+ Reply to Thread
Results 1 to 3 of 3

Thread: Correlation to determine the best reference series for homogenization

  1. #1
    Points: 47, Level: 1
    Level completed: 94%, Points required for next Level: 3

    Thanked 0 Times in 0 Posts

    Correlation to determine the best reference series for homogenization

    Before asking this, I read similar questions, but none of them lead to satisfying answer for my specific interest.

    I want to homogenize a 64 years (1940-2003) climate time series of precipitation of Dominican Republic. For that, it is really important to select a reference series among a group of candidates.

    Let's say "sjo" is the base series, for which I want to find a good reference series; "bani", "plc" and "ra" are reference candidates, because they are close to "sjo". In the jpg attached map, the red point is the base station, and the green ones are the reference candidates:

    I made three correlation analysis (done in R, function cor()), considering this monthly variables: raw precipitation value, normalized difference, and transformed values with Box-Cox. Those variables correspond, respectively, to fields that begin with "p", "dian" and "pnorm".

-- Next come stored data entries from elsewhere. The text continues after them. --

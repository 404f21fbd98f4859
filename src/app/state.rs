// ==========================================
// 工艺路线编排系统 - 应用状态
// ==========================================
// 职责: 管理多物料编排上下文与共享 API 实例
// 红线: 各物料上下文互相独立，切换活动物料不合并状态
// ==========================================

use std::collections::HashMap;
use std::sync::Arc;
use tracing::info;

use crate::api::{ExportApi, RoutingWorkspace};
use crate::config::config_manager::ConfigManager;
use crate::config::RoutingConfig;
use crate::domain::operation::CandidateRecommendation;
use crate::repository::{InMemoryRoutingGroupRepository, RoutingGroupRepository};

/// 物料代码统一去除首尾空白后作为工作区键
fn normalize_item_code(item_code: &str) -> String {
    item_code.trim().to_string()
}

/// 应用状态
///
/// 包含共享配置、导出 API 与按物料代码划分的编排工作区
pub struct AppState {
    /// 共享配置（只读）
    config: Arc<RoutingConfig>,

    /// 导出与保存 API
    pub export_api: Arc<ExportApi>,

    /// 物料代码 → 编排工作区
    workspaces: HashMap<String, RoutingWorkspace>,

    /// 当前活动物料
    active_item: Option<String>,
}

impl AppState {
    /// 创建新的 AppState 实例
    ///
    /// # 参数
    /// - config_manager: 已加载的配置
    /// - group_repo: 保存协作方
    pub fn new(config_manager: &ConfigManager, group_repo: Arc<dyn RoutingGroupRepository>) -> Self {
        let config = config_manager.shared();
        info!(locale = %config.locale, history_limit = config.history_limit, "初始化AppState");

        Self {
            config,
            export_api: Arc::new(ExportApi::new(group_repo)),
            workspaces: HashMap::new(),
            active_item: None,
        }
    }

    /// 使用内存保存协作方创建（测试与命令行使用）
    pub fn in_memory(config: RoutingConfig) -> Self {
        Self::new(
            &ConfigManager::new(config),
            Arc::new(InMemoryRoutingGroupRepository::new()),
        )
    }

    pub fn config(&self) -> &RoutingConfig {
        &self.config
    }

    /// 切换活动物料（不存在时创建空白工作区）
    pub fn activate_item(&mut self, item_code: &str) -> &mut RoutingWorkspace {
        let item_code = normalize_item_code(item_code);
        if self.active_item.as_deref() != Some(item_code.as_str()) {
            info!(from = ?self.active_item, to = %item_code, "切换活动物料");
        }
        self.active_item = Some(item_code.clone());

        let config = Arc::clone(&self.config);
        self.workspaces
            .entry(item_code.clone())
            .or_insert_with(|| RoutingWorkspace::new(item_code, config))
    }

    pub fn active_item(&self) -> Option<&str> {
        self.active_item.as_deref()
    }

    pub fn active(&self) -> Option<&RoutingWorkspace> {
        self.active_item
            .as_deref()
            .and_then(|code| self.workspaces.get(code))
    }

    pub fn active_mut(&mut self) -> Option<&mut RoutingWorkspace> {
        match self.active_item.as_deref() {
            Some(code) => self.workspaces.get_mut(code),
            None => None,
        }
    }

    pub fn workspace(&self, item_code: &str) -> Option<&RoutingWorkspace> {
        self.workspaces.get(&normalize_item_code(item_code))
    }

    /// 已打开的物料代码（升序）
    pub fn item_codes(&self) -> Vec<String> {
        let mut codes: Vec<String> = self.workspaces.keys().cloned().collect();
        codes.sort();
        codes
    }

    /// 关闭物料上下文；若为活动物料则清空活动状态
    pub fn close_item(&mut self, item_code: &str) -> Option<RoutingWorkspace> {
        let item_code = normalize_item_code(item_code);
        let removed = self.workspaces.remove(&item_code)?;
        if self.active_item.as_deref() == Some(item_code.as_str()) {
            self.active_item = None;
        }
        info!(item_code = %item_code, "关闭物料上下文");
        Some(removed)
    }

    /// 按物料代码分发候选推荐（缺少工作区时创建，不改变活动物料）
    pub fn load_candidates(&mut self, records: Vec<CandidateRecommendation>) {
        let mut by_item: HashMap<String, Vec<CandidateRecommendation>> = HashMap::new();
        for mut record in records {
            record.item_code = normalize_item_code(&record.item_code);
            by_item
                .entry(record.item_code.clone())
                .or_default()
                .push(record);
        }

        for (item_code, records) in by_item {
            let config = Arc::clone(&self.config);
            self.workspaces
                .entry(item_code.clone())
                .or_insert_with(|| RoutingWorkspace::new(item_code, config))
                .load_candidates(records);
        }
    }
}

#[cfg(test)]
mod tests {
    use super::*;
    use crate::domain::operation::{DragPayload, Operation};

    #[test]
    fn test_contexts_are_isolated() {
        let mut state = AppState::in_memory(RoutingConfig::default());

        state.activate_item("ITEM-1").insert(
            &DragPayload::new("ITEM-1", None, Operation::new("CUT", 10)),
            None,
        );
        state.activate_item("ITEM-2");
        assert_eq!(state.active_item(), Some("ITEM-2"));
        assert!(state.active().unwrap().steps().is_empty());
        assert!(!state.active().unwrap().view().can_undo);

        state.activate_item("ITEM-1");
        assert_eq!(state.active().unwrap().steps().len(), 1);
        assert_eq!(state.item_codes(), vec!["ITEM-1".to_string(), "ITEM-2".to_string()]);
    }

    #[test]
    fn test_load_candidates_dispatches_by_item() {
        let mut state = AppState::in_memory(RoutingConfig::default());
        state.load_candidates(vec![
            CandidateRecommendation {
                item_code: "A".to_string(),
                candidate_id: None,
                operations: vec![Operation::new("X", 1)],
            },
            CandidateRecommendation {
                item_code: "B".to_string(),
                candidate_id: Some("C1".to_string()),
                operations: vec![Operation::new("Y", 1), Operation::new("Z", 2)],
            },
        ]);

        assert!(state.active_item().is_none());
        let b = state.workspace("B").unwrap();
        assert_eq!(b.visible_operations(&b.bucket_key(Some("C1")), None).len(), 2);
        let a = state.workspace("A").unwrap();
        assert!(a.visible_operations(&a.bucket_key(Some("C1")), None).is_empty());
    }

    #[test]
    fn test_close_active_item() {
        let mut state = AppState::in_memory(RoutingConfig::default());
        state.activate_item("ITEM-1");
        assert!(state.close_item("ITEM-1").is_some());
        assert!(state.active().is_none());
        assert!(state.active_mut().is_none());
        assert!(state.close_item("ITEM-1").is_none());
    }

    #[test]
    fn test_item_codes_are_trimmed_everywhere() {
        let mut state = AppState::in_memory(RoutingConfig::default());
        state.activate_item(" A ");
        assert_eq!(state.active_item(), Some("A"));
        assert!(state.workspace(" A").is_some());
        assert!(state.workspace("A").is_some());

        state.load_candidates(vec![CandidateRecommendation {
            item_code: "A  ".to_string(),
            candidate_id: None,
            operations: vec![Operation::new("X", 1)],
        }]);
        assert_eq!(state.item_codes(), vec!["A".to_string()]);
        let a = state.workspace("A").unwrap();
        assert_eq!(a.visible_operations(&a.bucket_key(None), None).len(), 1);

        assert!(state.close_item(" A").is_some());
        assert!(state.active().is_none());
        assert!(state.item_codes().is_empty());
    }
}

    Normalized difference comes from the first difference series method (FDM), which was proposed by Peterson, consisting of:
    [Pm(t) - Pm(t-1)] / [Pm(t) + Pm(t-1)],
    where Pm(t) is the precipitation value for the month m, and Pm(t-1) is the precipitation for the same month 1 year before. I followed Peterson et al. (1998) remark, which says that FDM applied to precipitation might work better using normalized difference.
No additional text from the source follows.